**WORK TO COMPLETE**
Reproduce word for word, from the entries below, the line with "let mut b = SolverScope::with_seed(board(), 5);", the line with "board.move_queen(col, 0);", and every line between them, and nothing more.

Items from a dataset:
· · · ·

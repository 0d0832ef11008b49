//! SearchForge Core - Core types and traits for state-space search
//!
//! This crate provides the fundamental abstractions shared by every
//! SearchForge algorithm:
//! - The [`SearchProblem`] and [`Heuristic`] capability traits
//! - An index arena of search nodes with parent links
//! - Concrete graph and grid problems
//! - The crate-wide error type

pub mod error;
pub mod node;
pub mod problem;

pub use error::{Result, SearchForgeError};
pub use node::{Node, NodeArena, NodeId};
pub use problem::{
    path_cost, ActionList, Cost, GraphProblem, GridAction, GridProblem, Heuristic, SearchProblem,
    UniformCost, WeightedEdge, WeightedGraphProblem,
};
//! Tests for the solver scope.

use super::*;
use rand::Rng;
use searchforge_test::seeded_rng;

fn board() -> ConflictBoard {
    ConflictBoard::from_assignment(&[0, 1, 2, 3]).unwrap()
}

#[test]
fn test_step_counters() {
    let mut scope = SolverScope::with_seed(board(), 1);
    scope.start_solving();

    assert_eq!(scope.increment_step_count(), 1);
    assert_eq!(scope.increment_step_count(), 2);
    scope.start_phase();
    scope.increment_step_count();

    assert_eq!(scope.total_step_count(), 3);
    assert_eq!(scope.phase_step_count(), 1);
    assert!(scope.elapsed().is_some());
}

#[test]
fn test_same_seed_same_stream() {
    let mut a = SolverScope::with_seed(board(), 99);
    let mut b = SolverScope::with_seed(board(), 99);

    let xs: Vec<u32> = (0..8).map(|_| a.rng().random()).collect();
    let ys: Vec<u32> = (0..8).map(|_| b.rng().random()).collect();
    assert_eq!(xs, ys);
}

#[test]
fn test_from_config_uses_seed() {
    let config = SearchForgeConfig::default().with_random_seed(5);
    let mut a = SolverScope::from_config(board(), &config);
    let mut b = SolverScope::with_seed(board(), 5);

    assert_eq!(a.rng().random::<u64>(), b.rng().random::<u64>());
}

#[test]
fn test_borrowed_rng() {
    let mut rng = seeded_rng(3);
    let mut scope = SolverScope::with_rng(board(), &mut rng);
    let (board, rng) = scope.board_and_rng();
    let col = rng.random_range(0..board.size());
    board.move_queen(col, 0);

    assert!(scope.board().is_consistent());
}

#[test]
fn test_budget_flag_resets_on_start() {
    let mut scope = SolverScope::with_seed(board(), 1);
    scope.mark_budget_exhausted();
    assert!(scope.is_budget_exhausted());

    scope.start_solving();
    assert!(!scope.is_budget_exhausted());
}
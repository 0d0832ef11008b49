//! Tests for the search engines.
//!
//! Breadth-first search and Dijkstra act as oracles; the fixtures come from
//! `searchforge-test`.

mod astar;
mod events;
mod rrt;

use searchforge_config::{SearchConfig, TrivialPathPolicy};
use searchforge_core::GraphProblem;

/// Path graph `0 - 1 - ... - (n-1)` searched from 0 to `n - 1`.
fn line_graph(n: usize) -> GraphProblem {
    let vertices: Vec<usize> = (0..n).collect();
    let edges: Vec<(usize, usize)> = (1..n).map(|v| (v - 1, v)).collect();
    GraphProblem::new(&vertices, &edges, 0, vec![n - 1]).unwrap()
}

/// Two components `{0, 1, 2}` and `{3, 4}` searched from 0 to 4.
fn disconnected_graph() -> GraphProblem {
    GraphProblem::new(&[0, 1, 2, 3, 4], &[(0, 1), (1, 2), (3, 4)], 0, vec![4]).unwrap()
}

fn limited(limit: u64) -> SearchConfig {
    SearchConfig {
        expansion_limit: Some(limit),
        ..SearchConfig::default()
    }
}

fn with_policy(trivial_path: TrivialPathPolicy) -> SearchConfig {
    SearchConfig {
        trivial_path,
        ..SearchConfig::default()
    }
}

· · · ·

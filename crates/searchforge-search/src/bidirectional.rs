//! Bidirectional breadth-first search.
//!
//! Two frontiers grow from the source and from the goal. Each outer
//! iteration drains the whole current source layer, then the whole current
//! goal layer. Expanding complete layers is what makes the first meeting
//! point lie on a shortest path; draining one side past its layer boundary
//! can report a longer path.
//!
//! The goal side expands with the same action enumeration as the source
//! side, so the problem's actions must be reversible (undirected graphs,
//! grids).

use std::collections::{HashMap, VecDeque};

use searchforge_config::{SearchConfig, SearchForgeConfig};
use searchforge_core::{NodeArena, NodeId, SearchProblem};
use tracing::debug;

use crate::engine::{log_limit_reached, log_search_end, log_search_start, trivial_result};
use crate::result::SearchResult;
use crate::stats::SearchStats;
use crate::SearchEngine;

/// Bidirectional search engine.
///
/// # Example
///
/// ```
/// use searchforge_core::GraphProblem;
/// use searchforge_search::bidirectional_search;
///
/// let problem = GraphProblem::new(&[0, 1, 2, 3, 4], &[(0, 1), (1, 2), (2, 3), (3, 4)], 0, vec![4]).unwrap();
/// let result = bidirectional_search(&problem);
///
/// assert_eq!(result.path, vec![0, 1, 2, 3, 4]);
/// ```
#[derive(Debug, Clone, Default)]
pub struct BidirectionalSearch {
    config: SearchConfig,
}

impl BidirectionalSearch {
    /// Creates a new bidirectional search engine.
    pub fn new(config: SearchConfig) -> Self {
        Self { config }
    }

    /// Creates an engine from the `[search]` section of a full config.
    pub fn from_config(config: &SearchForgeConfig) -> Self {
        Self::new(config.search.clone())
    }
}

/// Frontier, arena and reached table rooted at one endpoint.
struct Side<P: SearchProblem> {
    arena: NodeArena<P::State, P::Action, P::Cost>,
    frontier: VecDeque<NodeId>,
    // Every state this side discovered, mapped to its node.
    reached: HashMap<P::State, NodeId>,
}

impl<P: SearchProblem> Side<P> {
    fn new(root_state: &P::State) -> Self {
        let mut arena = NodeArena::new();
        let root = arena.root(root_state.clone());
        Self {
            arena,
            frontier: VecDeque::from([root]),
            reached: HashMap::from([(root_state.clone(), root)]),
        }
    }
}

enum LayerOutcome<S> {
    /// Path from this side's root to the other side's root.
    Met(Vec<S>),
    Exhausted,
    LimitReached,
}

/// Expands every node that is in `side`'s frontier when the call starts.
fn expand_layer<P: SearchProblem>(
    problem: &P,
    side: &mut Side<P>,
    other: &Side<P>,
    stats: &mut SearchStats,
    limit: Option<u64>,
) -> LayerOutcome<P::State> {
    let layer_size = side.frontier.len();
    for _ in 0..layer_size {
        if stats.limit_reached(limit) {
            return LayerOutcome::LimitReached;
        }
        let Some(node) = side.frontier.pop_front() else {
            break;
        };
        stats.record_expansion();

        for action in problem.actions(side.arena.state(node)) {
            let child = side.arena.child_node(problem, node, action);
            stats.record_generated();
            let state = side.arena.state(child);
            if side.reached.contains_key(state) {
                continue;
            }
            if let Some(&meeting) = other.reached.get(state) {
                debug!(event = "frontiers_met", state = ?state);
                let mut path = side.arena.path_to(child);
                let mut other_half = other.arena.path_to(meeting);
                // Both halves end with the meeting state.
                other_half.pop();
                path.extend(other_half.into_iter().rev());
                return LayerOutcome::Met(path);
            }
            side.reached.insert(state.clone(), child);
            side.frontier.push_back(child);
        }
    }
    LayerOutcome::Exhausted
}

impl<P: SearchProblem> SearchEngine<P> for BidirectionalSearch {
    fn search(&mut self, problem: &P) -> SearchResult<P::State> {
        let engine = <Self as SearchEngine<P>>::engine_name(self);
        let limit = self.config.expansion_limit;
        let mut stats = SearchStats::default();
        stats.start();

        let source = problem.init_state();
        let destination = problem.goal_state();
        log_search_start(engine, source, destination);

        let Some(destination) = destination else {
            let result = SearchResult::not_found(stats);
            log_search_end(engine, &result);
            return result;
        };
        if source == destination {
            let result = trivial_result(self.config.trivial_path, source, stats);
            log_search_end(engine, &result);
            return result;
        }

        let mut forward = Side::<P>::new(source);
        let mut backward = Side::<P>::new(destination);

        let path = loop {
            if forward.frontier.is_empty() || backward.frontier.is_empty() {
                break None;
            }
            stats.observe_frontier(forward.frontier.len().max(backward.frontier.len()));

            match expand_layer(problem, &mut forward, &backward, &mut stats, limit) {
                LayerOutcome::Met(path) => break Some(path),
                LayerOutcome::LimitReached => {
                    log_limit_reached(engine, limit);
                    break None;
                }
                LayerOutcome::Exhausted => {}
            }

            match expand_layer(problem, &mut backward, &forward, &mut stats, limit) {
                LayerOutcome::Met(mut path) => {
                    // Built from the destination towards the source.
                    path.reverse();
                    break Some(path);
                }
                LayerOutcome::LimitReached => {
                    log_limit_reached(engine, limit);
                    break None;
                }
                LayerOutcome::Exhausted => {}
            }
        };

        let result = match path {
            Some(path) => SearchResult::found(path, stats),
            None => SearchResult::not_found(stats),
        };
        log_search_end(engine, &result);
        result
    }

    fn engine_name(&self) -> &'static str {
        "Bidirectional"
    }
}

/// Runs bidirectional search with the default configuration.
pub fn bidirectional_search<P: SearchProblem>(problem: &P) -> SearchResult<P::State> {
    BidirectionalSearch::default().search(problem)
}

· · · ·

**SOLVED EXERCISE**
    let mut b = SolverScope::with_seed(board(), 5);

    assert_eq!(a.rng().random::<u64>(), b.rng().random::<u64>());
}

#[test]
fn test_borrowed_rng() {
    let mut rng = seeded_rng(3);
    let mut scope = SolverScope::with_rng(board(), &mut rng);
    let (board, rng) = scope.board_and_rng();
    let col = rng.random_range(0..board.size());
    board.move_queen(col, 0);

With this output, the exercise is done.